OTOH, a family-group name must be "formed from the stem of an available generic name [which] must be a name then used as valid in the new family-group taxon". Early suprageneric names were either newly-formed plural descriptive terms ("Palmipedes", "Steganopodes", and the likes), or the plural form of a pre-existing classical Latin/Greek word ("Gallinae" of Linnaeus, plural of Latin
gallina = poultry). Unfortunately, in the latter case, it is far from exceptional that the very same classical words were also, at some point, introduced as generic names. E.g., four of the six original 1758 Linnaean bird order names are the plural form of words also now used in the singular for genera -- Accipitres is the plural of
Accipiter, Picae that of
Pica, Anseres that of
Anser, Passeres that of
Passer -- but Linnaeus 1758 used none of these as a generic name; all four are taken from Brisson 1760. Of course, if the names of a suprageneric taxon and that of a genus are both formed from the same classical term, the suprageneric taxon name will look like it was "formed from" the generic name, but this may not at all be how things actually happened.
Struthio (nominative plural
struthiones), an ostrich, is a classical Latin word; none of Latham's suprageneric names is clearly formed from an included generic name that would not also be a classical word. It seems at best questionable that Latham's intent was really to create a suprageneric taxon name "from" that of an included genus.
That being said, at the end of the day, the requirements and their interpretation (where you "place the limit") are a mere convention.

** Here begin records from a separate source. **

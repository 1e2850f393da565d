// Logging module - tracing setup and the stage-tagged request log
//
// Two sinks:
// - tracing: stderr, plus an optional rolling JSON file
// - RequestLog: one record per pipeline stage, optionally dumped to
//   `requests-<date>.jsonl` by a background task
//
// The request log never blocks a request. Records go over a bounded channel
// with try_send; a full channel drops the record.

use anyhow::{Context, Result};
use chrono::{DateTime, Utc};
use serde::Serialize;
use serde_json::Value;
use std::fs::{self, OpenOptions};
use std::io::Write;
use std::path::{Path, PathBuf};
use tokio::sync::mpsc;
use tracing_appender::non_blocking::WorkerGuard;
use tracing_subscriber::{layer::SubscriberExt, util::SubscriberInitExt, EnvFilter};

use crate::config::{LogRotation, LoggingConfig};

/// Records buffered before new ones are dropped
const DUMP_CHANNEL_CAPACITY: usize = 1024;

// Stage names
pub const STAGE_BEFORE_TRANSFORM: &str = "before-transform";
pub const STAGE_AFTER_TRANSFORM: &str = "after-transform";
pub const STAGE_COMPACTION_REQUEST: &str = "compaction-request";
pub const STAGE_UPSTREAM_ERROR: &str = "upstream-error";
pub const STAGE_RESPONSE_CONVERTED: &str = "response-converted";
pub const STAGE_COMPACTION_FINALIZED: &str = "compaction-finalized";

// ============================================================================
// Tracing
// ============================================================================

/// Install the global tracing subscriber
///
/// Precedence: RUST_LOG env var > config file > default "info".
/// The returned guard must live until shutdown so the file writer flushes.
pub fn init_tracing(config: &LoggingConfig) -> Option<WorkerGuard> {
    let default_filter = format!("codex_bridge={},axum=info", config.level);
    let filter = EnvFilter::try_from_default_env().unwrap_or_else(|_| default_filter.into());

    let (file_layer, guard) = match file_writer(config) {
        Some((writer, guard)) => (
            Some(
                tracing_subscriber::fmt::layer()
                    .json()
                    .with_writer(writer)
                    .with_ansi(false),
            ),
            Some(guard),
        ),
        None => (None, None),
    };

    tracing_subscriber::registry()
        .with(filter)
        .with(tracing_subscriber::fmt::layer().with_writer(std::io::stderr))
        .with(file_layer)
        .init();

    guard
}

/// Rolling non-blocking file writer, when file logging is on
fn file_writer(
    config: &LoggingConfig,
) -> Option<(tracing_appender::non_blocking::NonBlocking, WorkerGuard)> {
    if !config.file_enabled {
        return None;
    }

    // Subscriber isn't installed yet, so this one goes straight to stderr
    if let Err(e) = fs::create_dir_all(&config.file_dir) {
        eprintln!(
            "Warning: Could not create log directory {:?}: {}",
            config.file_dir, e
        );
        return None;
    }

    let appender = match config.file_rotation {
        LogRotation::Hourly => {
            tracing_appender::rolling::hourly(&config.file_dir, &config.file_prefix)
        }
        LogRotation::Daily => tracing_appender::rolling::daily(&config.file_dir, &config.file_prefix),
        LogRotation::Never => tracing_appender::rolling::never(&config.file_dir, &config.file_prefix),
    };
    Some(tracing_appender::non_blocking(appender))
}

/// Process-unique request id: `<millis>-<counter>`
pub fn generate_request_id() -> String {
    use std::sync::atomic::{AtomicU64, Ordering};
    static COUNTER: AtomicU64 = AtomicU64::new(0);

    let count = COUNTER.fetch_add(1, Ordering::Relaxed);
    format!("{}-{}", Utc::now().timestamp_millis(), count)
}

// ============================================================================
// Request Log
// ============================================================================

/// One stage of one request
#[derive(Debug, Clone, Serialize)]
pub struct RequestRecord {
    pub timestamp: DateTime<Utc>,
    pub stage: &'static str,
    pub request_id: String,
    pub data: Value,
}

/// Stage-tagged request sink
///
/// Cheap to clone; every clone feeds the same writer.
#[derive(Clone, Debug, Default)]
pub struct RequestLog {
    sender: Option<mpsc::Sender<RequestRecord>>,
}

impl RequestLog {
    /// A log that only emits tracing events
    pub fn disabled() -> Self {
        Self::default()
    }

    /// A log plus the writer that drains it into `dir`
    pub fn channel(dir: PathBuf) -> Result<(Self, RequestDumpWriter)> {
        fs::create_dir_all(&dir)
            .with_context(|| format!("Failed to create request dump directory {}", dir.display()))?;
        let (tx, rx) = mpsc::channel(DUMP_CHANNEL_CAPACITY);
        Ok((Self { sender: Some(tx) }, RequestDumpWriter { dir, rx }))
    }

    /// Build from config, spawning the dump writer when dumps are enabled
    ///
    /// Must be called inside a Tokio runtime.
    pub fn from_config(config: &LoggingConfig) -> Result<Self> {
        if !config.request_dumps {
            return Ok(Self::disabled());
        }
        let (log, writer) = Self::channel(config.request_dump_dir.clone())?;
        tokio::spawn(writer.run());
        tracing::info!(dir = %config.request_dump_dir.display(), "Request dumps enabled");
        Ok(log)
    }

    pub fn is_dumping(&self) -> bool {
        self.sender.is_some()
    }

    /// Record a stage of a request
    pub fn record(&self, stage: &'static str, request_id: &str, data: Value) {
        tracing::debug!(stage, request_id, "Request stage");
        tracing::trace!(stage, request_id, data = %data, "Request stage data");

        let Some(sender) = &self.sender else {
            return;
        };
        let record = RequestRecord {
            timestamp: Utc::now(),
            stage,
            request_id: request_id.to_string(),
            data,
        };
        if let Err(e) = sender.try_send(record) {
            tracing::debug!(stage, request_id, error = %e, "Request record dropped");
        }
    }
}

/// Background writer appending records as JSON Lines
#[derive(Debug)]
pub struct RequestDumpWriter {
    dir: PathBuf,
    rx: mpsc::Receiver<RequestRecord>,
}

impl RequestDumpWriter {
    /// Drain records until every `RequestLog` clone is dropped
    pub async fn run(mut self) {
        while let Some(record) = self.rx.recv().await {
            if let Err(e) = write_record(&self.dir, &record) {
                tracing::error!("Failed to write request record: {:?}", e);
            }
        }
        tracing::debug!("Request dump writer shutting down");
    }
}

/// File for a record's day: `requests-YYYY-MM-DD.jsonl`
pub fn dump_file_path(dir: &Path, timestamp: &DateTime<Utc>) -> PathBuf {
    dir.join(format!("requests-{}.jsonl", timestamp.format("%Y-%m-%d")))
}

fn write_record(dir: &Path, record: &RequestRecord) -> Result<()> {
    let path = dump_file_path(dir, &record.timestamp);
    let mut file = OpenOptions::new()
        .create(true)
        .append(true)
        .open(&path)
        .with_context(|| format!("Failed to open {}", path.display()))?;

    let json = serde_json::to_string(record).context("Failed to serialize request record")?;
    writeln!(file, "{}", json).context("Failed to write request record")?;
    file.flush().context("Failed to flush request record")?;
    Ok(())
}
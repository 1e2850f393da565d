//! Configuration for the bridge
//!
//! Configuration is loaded in order of precedence:
//! 1. Environment variables (highest priority)
//! 2. Config file (~/.config/codex-bridge/config.toml)
//! 3. Built-in defaults (lowest priority)

use anyhow::{Context, Result};
use serde::Deserialize;
use std::net::SocketAddr;
use std::path::{Path, PathBuf};

use crate::proxy::transformation::input_filter::FilterSettings;
use crate::proxy::transformation::reasoning::UserConfig;

// ─────────────────────────────────────────────────────────────────────────────
// Submodules
// ─────────────────────────────────────────────────────────────────────────────

mod compaction;
mod observability;
mod serialization;
mod sessions;


// ─────────────────────────────────────────────────────────────────────────────
// Re-exports (maintain public API)
// ─────────────────────────────────────────────────────────────────────────────

pub use compaction::{CompactionConfig, FileCompaction};
pub use observability::{FileLogging, LogRotation, LoggingConfig};
pub use sessions::{FileSessions, SessionsConfig};

// ─────────────────────────────────────────────────────────────────────────────
// Constants
// ─────────────────────────────────────────────────────────────────────────────

/// Version info
pub const VERSION: &str = env!("CARGO_PKG_VERSION");

const ENV_PREFIX: &str = "CODEX_BRIDGE_";
const DEFAULT_BIND: &str = "127.0.0.1:8787";
const DEFAULT_BACKEND_URL: &str = "https://chatgpt.com/backend-api";
const DEFAULT_REQUEST_TIMEOUT_SECS: u64 = 300;

/// Instructions injected in bridge mode when no file is configured
pub const DEFAULT_INSTRUCTIONS: &str = "You are running behind a compatibility bridge. \
The client's system prompt has been removed; follow the client's tool list and \
the conversation as given. Tools named in the Codex CLI instructions may not exist \
here, so only call tools that appear in the request.";

// ─────────────────────────────────────────────────────────────────────────────
// Bridge Mode
// ─────────────────────────────────────────────────────────────────────────────

/// How client instructions are handled
#[derive(Debug, Clone, Copy, Default, PartialEq, Eq)]
pub enum BridgeMode {
    /// Strip the SDK prompt and inject bridge instructions
    #[default]
    Bridge,
    /// Keep client prompts and inject a tool-name notice
    Legacy,
}

impl BridgeMode {
    /// Parse mode string; unknown values fall back to bridge
    pub fn from_str(s: &str) -> Self {
        match s.trim().to_lowercase().as_str() {
            "legacy" | "off" | "false" => Self::Legacy,
            _ => Self::Bridge,
        }
    }

    pub fn as_str(&self) -> &'static str {
        match self {
            Self::Bridge => "bridge",
            Self::Legacy => "legacy",
        }
    }

    pub fn is_bridge(&self) -> bool {
        *self == Self::Bridge
    }
}

// ─────────────────────────────────────────────────────────────────────────────
// Application Configuration
// ─────────────────────────────────────────────────────────────────────────────

/// Application configuration
#[derive(Debug, Clone)]
pub struct Config {
    /// Address to bind the proxy server to
    pub bind_addr: SocketAddr,

    /// Backend base URL; requests go to `{backend_url}/codex/responses`
    pub backend_url: String,

    /// Bearer token for the backend
    pub access_token: Option<String>,

    /// Account id sent as `chatgpt-account-id`
    pub account_id: Option<String>,

    pub bridge_mode: BridgeMode,

    /// File holding the bridge instructions
    pub instructions_path: Option<PathBuf>,

    /// File holding the client SDK's exact system prompt
    pub sdk_prompt_path: Option<PathBuf>,

    /// Regex for ids of server-stored items (built-in prefixes when unset)
    pub reference_pattern: Option<String>,

    /// Upstream request timeout
    pub request_timeout_secs: u64,

    /// Raw [models] section, parsed leniently into a `UserConfig`
    pub models: Option<toml::Table>,

    pub sessions: SessionsConfig,

    pub compaction: CompactionConfig,

    /// Logging configuration
    pub logging: LoggingConfig,
}

impl Default for Config {
    fn default() -> Self {
        Self {
            bind_addr: SocketAddr::from(([127, 0, 0, 1], 8787)),
            backend_url: DEFAULT_BACKEND_URL.to_string(),
            access_token: None,
            account_id: None,
            bridge_mode: BridgeMode::default(),
            instructions_path: None,
            sdk_prompt_path: None,
            reference_pattern: None,
            request_timeout_secs: DEFAULT_REQUEST_TIMEOUT_SECS,
            models: None,
            sessions: SessionsConfig::default(),
            compaction: CompactionConfig::default(),
            logging: LoggingConfig::default(),
        }
    }
}

// ─────────────────────────────────────────────────────────────────────────────
// File Configuration (deserialization layer)
// ─────────────────────────────────────────────────────────────────────────────

/// Config file structure
#[derive(Debug, Deserialize, Default)]
pub(crate) struct FileConfig {
    pub bind_addr: Option<String>,
    pub backend_url: Option<String>,
    pub access_token: Option<String>,
    pub account_id: Option<String>,
    pub bridge_mode: Option<String>,
    pub instructions_path: Option<String>,
    pub sdk_prompt_path: Option<String>,
    pub reference_pattern: Option<String>,
    pub request_timeout_secs: Option<u64>,

    /// Optional [models] section, kept loose on purpose
    pub models: Option<toml::Table>,

    /// Optional [sessions] section
    pub sessions: Option<FileSessions>,

    /// Optional [compaction] section
    pub compaction: Option<FileCompaction>,

    /// Optional [logging] section
    pub logging: Option<FileLogging>,
}

/// Environment overrides, read once so loading stays testable
#[derive(Debug, Default, Clone)]
pub(crate) struct EnvOverrides {
    pub bind: Option<String>,
    pub backend_url: Option<String>,
    pub access_token: Option<String>,
    pub account_id: Option<String>,
    pub mode: Option<String>,
}

impl EnvOverrides {
    pub fn from_env() -> Self {
        let var = |name: &str| {
            std::env::var(format!("{}{}", ENV_PREFIX, name))
                .ok()
                .filter(|v| !v.trim().is_empty())
        };
        Self {
            bind: var("BIND"),
            backend_url: var("BACKEND_URL"),
            access_token: var("ACCESS_TOKEN"),
            account_id: var("ACCOUNT_ID"),
            mode: var("MODE"),
        }
    }
}

// ─────────────────────────────────────────────────────────────────────────────
// Configuration Loading
// ─────────────────────────────────────────────────────────────────────────────

impl Config {
    /// Get the config file path: ~/.config/codex-bridge/config.toml
    /// Uses Unix-style ~/.config on all platforms for consistency
    pub fn config_path() -> Option<PathBuf> {
        dirs::home_dir().map(|p| p.join(".config").join("codex-bridge").join("config.toml"))
    }

    /// Create config file with defaults if it doesn't exist
    /// Called during startup to help users discover configuration options
    pub fn ensure_config_exists() {
        let Some(path) = Self::config_path() else {
            return;
        };

        // Don't overwrite existing config
        if path.exists() {
            return;
        }

        if Self::write_template(&path).is_err() {
            tracing::debug!(path = %path.display(), "Could not write config template");
        }
    }

    /// Write the default template to `path`, replacing any existing file
    pub fn write_template(path: &Path) -> Result<()> {
        if let Some(parent) = path.parent() {
            std::fs::create_dir_all(parent)
                .with_context(|| format!("Failed to create {}", parent.display()))?;
        }
        std::fs::write(path, Self::default().to_toml())
            .with_context(|| format!("Failed to write {}", path.display()))
    }

    /// Read and parse the config file; a missing file yields defaults
    fn load_file_config(path: Option<&Path>) -> Result<FileConfig> {
        let Some(path) = path else {
            return Ok(FileConfig::default());
        };

        match std::fs::read_to_string(path) {
            Ok(contents) => toml::from_str(&contents)
                .with_context(|| format!("Failed to parse config file {}", path.display())),
            Err(e) if e.kind() == std::io::ErrorKind::NotFound => Ok(FileConfig::default()),
            Err(e) => {
                Err(e).with_context(|| format!("Cannot read config file {}", path.display()))
            }
        }
    }

    /// Load configuration: env vars > file > defaults
    ///
    /// `path` overrides the default config location.
    pub fn load(path: Option<PathBuf>) -> Result<Self> {
        let path = path.or_else(Self::config_path);
        let file = Self::load_file_config(path.as_deref())?;
        Self::resolve(file, EnvOverrides::from_env())
    }

    /// Merge a parsed file with environment overrides
    pub(crate) fn resolve(file: FileConfig, env: EnvOverrides) -> Result<Self> {
        let defaults = Self::default();

        // Bind address: env > file > default
        let bind = env
            .bind
            .or(file.bind_addr)
            .unwrap_or_else(|| DEFAULT_BIND.to_string());
        let bind_addr = bind
            .parse()
            .with_context(|| format!("Invalid bind address {:?}", bind))?;

        // Backend URL: env > file > default
        let backend_url = env
            .backend_url
            .or(file.backend_url)
            .unwrap_or(defaults.backend_url)
            .trim_end_matches('/')
            .to_string();

        // Credentials: env > file
        let access_token = env.access_token.or(file.access_token);
        let account_id = env.account_id.or(file.account_id);

        let bridge_mode = env
            .mode
            .or(file.bridge_mode)
            .map(|m| BridgeMode::from_str(&m))
            .unwrap_or_default();

        let reference_pattern = file.reference_pattern.filter(|p| !p.trim().is_empty());
        if let Some(pattern) = &reference_pattern {
            regex::Regex::new(pattern)
                .with_context(|| format!("Invalid reference_pattern {:?}", pattern))?;
        }

        Ok(Self {
            bind_addr,
            backend_url,
            access_token,
            account_id,
            bridge_mode,
            instructions_path: file.instructions_path.map(PathBuf::from),
            sdk_prompt_path: file.sdk_prompt_path.map(PathBuf::from),
            reference_pattern,
            request_timeout_secs: file
                .request_timeout_secs
                .unwrap_or(defaults.request_timeout_secs),
            models: file.models,
            sessions: SessionsConfig::from_file(file.sessions),
            compaction: CompactionConfig::from_file(file.compaction),
            logging: LoggingConfig::from_file(file.logging),
        })
    }

    /// Instruction text for bridge mode
    pub fn instructions(&self) -> Result<String> {
        match &self.instructions_path {
            Some(path) => std::fs::read_to_string(path)
                .with_context(|| format!("Failed to read instructions {}", path.display())),
            None => Ok(DEFAULT_INSTRUCTIONS.to_string()),
        }
    }

    /// Build the pipeline's user configuration
    ///
    /// The [models] section is parsed leniently; only unreadable files and
    /// an invalid reference pattern are errors.
    pub fn user_config(&self) -> Result<UserConfig> {
        let models = match &self.models {
            Some(table) => serde_json::to_value(table).unwrap_or(serde_json::Value::Null),
            None => serde_json::Value::Null,
        };
        let mut user = UserConfig::from_value(&models);

        let sdk_prompt = match &self.sdk_prompt_path {
            Some(path) => Some(
                std::fs::read_to_string(path)
                    .with_context(|| format!("Failed to read SDK prompt {}", path.display()))?,
            ),
            None => None,
        };
        let mut filter = FilterSettings::default().with_sdk_prompt(sdk_prompt);
        if let Some(pattern) = &self.reference_pattern {
            filter = filter
                .with_reference_pattern(pattern)
                .with_context(|| format!("Invalid reference_pattern {:?}", pattern))?;
        }
        user.filter = filter;
        user.compaction = self.compaction.to_settings();
        Ok(user)
    }
}
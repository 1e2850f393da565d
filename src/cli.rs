// CLI module - command-line argument parsing and handlers
//
// Without a subcommand the proxy runs. Subcommands manage configuration:
// - config --show: Display effective configuration
// - config --path: Show config file path
// - config --reset: Regenerate config file with defaults

use crate::config::{Config, VERSION};
use anyhow::{Context, Result};
use clap::{Parser, Subcommand};
use std::io::Write;
use std::path::PathBuf;

/// codex-bridge - Responses API bridge for the stateless Codex backend
#[derive(Parser, Debug)]
#[command(name = "codex-bridge")]
#[command(version = VERSION)]
#[command(about = "Responses API bridge for the stateless Codex backend", long_about = None)]
pub struct Cli {
    /// Address to listen on (overrides config and CODEX_BRIDGE_BIND)
    #[arg(long, global = true)]
    pub bind: Option<String>,

    /// Config file to use instead of ~/.config/codex-bridge/config.toml
    #[arg(long, global = true)]
    pub config: Option<PathBuf>,

    #[command(subcommand)]
    pub command: Option<Commands>,
}

#[derive(Subcommand, Debug)]
pub enum Commands {
    /// Manage configuration
    Config {
        /// Show effective configuration
        #[arg(long)]
        show: bool,

        /// Show config file path
        #[arg(long)]
        path: bool,

        /// Reset config file to defaults
        #[arg(long)]
        reset: bool,

        /// Skip the overwrite prompt for --reset
        #[arg(long, short = 'y')]
        yes: bool,
    },
}

impl Cli {
    /// Load config honoring --config and --bind
    pub fn load_config(&self) -> Result<Config> {
        let mut config = Config::load(self.config.clone())?;
        if let Some(bind) = &self.bind {
            config.bind_addr = bind
                .parse()
                .with_context(|| format!("Invalid --bind address {:?}", bind))?;
        }
        Ok(config)
    }

    /// Config file in effect
    pub fn config_path(&self) -> Option<PathBuf> {
        self.config.clone().or_else(Config::config_path)
    }
}

/// Run a subcommand
pub fn handle_command(cli: &Cli, command: &Commands) -> Result<()> {
    match command {
        Commands::Config {
            show,
            path,
            reset,
            yes,
        } => {
            if *path {
                handle_config_path(cli)
            } else if *show {
                handle_config_show(cli)
            } else if *reset {
                handle_config_reset(cli, *yes)
            } else {
                // No flag provided, show help
                println!("Usage: codex-bridge config [--show|--path|--reset]");
                println!();
                println!("Options:");
                println!("  --show    Display effective configuration");
                println!("  --path    Show config file path");
                println!("  --reset   Reset config file to defaults");
                Ok(())
            }
        }
    }
}

fn handle_config_path(cli: &Cli) -> Result<()> {
    let path = cli
        .config_path()
        .context("Could not determine config path")?;
    println!("{}", path.display());
    Ok(())
}

fn handle_config_show(cli: &Cli) -> Result<()> {
    let config = cli.load_config()?;

    println!("# Effective configuration (env > file > defaults)");
    println!(
        "# access_token: {}",
        if config.access_token.is_some() {
            "set"
        } else {
            "not set"
        }
    );
    if let Some(path) = cli.config_path() {
        if path.exists() {
            println!("# Source: {}", path.display());
        } else {
            println!("# Source: defaults (no config file)");
        }
    }
    println!();
    print!("{}", config.to_toml());
    Ok(())
}

fn handle_config_reset(cli: &Cli, yes: bool) -> Result<()> {
    let path = cli
        .config_path()
        .context("Could not determine config path")?;

    if path.exists() && !yes {
        eprint!(
            "Config file exists at {}. Overwrite? [y/N] ",
            path.display()
        );
        std::io::stderr().flush()?;

        let mut input = String::new();
        std::io::stdin().read_line(&mut input)?;

        if !input.trim().eq_ignore_ascii_case("y") {
            println!("Aborted.");
            return Ok(());
        }
    }

    Config::write_template(&path)?;
    println!("Config reset to defaults: {}", path.display());
    Ok(())
}

#[cfg(test)]
mod tests {
    use super::*;

    #[test]
    fn test_parse_run_flags() {
        let cli = Cli::try_parse_from(["codex-bridge", "--bind", "0.0.0.0:9999"]).unwrap();
        assert_eq!(cli.bind.as_deref(), Some("0.0.0.0:9999"));
        assert!(cli.command.is_none());
    }

    #[test]
    fn test_parse_config_subcommand() {
        let cli = Cli::try_parse_from(["codex-bridge", "config", "--reset", "-y"]).unwrap();
        match cli.command {
            Some(Commands::Config {
                reset, yes, show, ..
            }) => {
                assert!(reset);
                assert!(yes);
                assert!(!show);
            }
            None => panic!("expected config subcommand"),
        }
    }

    #[test]
    fn test_explicit_config_path_wins() {
        let cli =
            Cli::try_parse_from(["codex-bridge", "--config", "/tmp/bridge.toml", "config"])
                .unwrap();
        assert_eq!(cli.config_path(), Some(PathBuf::from("/tmp/bridge.toml")));
    }

    #[test]
    fn test_invalid_bind_flag_is_an_error() {
        let dir = std::env::temp_dir().join("codex-bridge-cli-test-missing");
        let cli = Cli::try_parse_from([
            "codex-bridge",
            "--config",
            dir.join("config.toml").to_str().unwrap(),
            "--bind",
            "nope",
        ])
        .unwrap();
        assert!(cli.load_config().is_err());
    }
}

In birds, there is some kind of 'tradition' to accept the names of Rafinesque 1815 as earliest available family-group names; some would prefer to reject them and start with Leach 1819/1820; others accept some names from Illiger 1811. The 'tradition' is not very old, though -- it dates back from the late 1980s only.
Mammal guys appear to reject Rafinesque entirely, taking most of their earliest names from [
Gray 1821] (e.g., Delphinidae Gray 1821 - [
McKenna & Bell 1997], [
Wikipedia]; not Delphinia Rafinesque 1815 [
here], which is undoubtedly available by ornithological standards), with the odd exception like Cervidae, which is attributed to [
Goldfuß 1820] (
cf. [
McKenna & Bell 1997], [
Wikipedia]), a work very close to Illiger's and that was superbly ignored by Bock.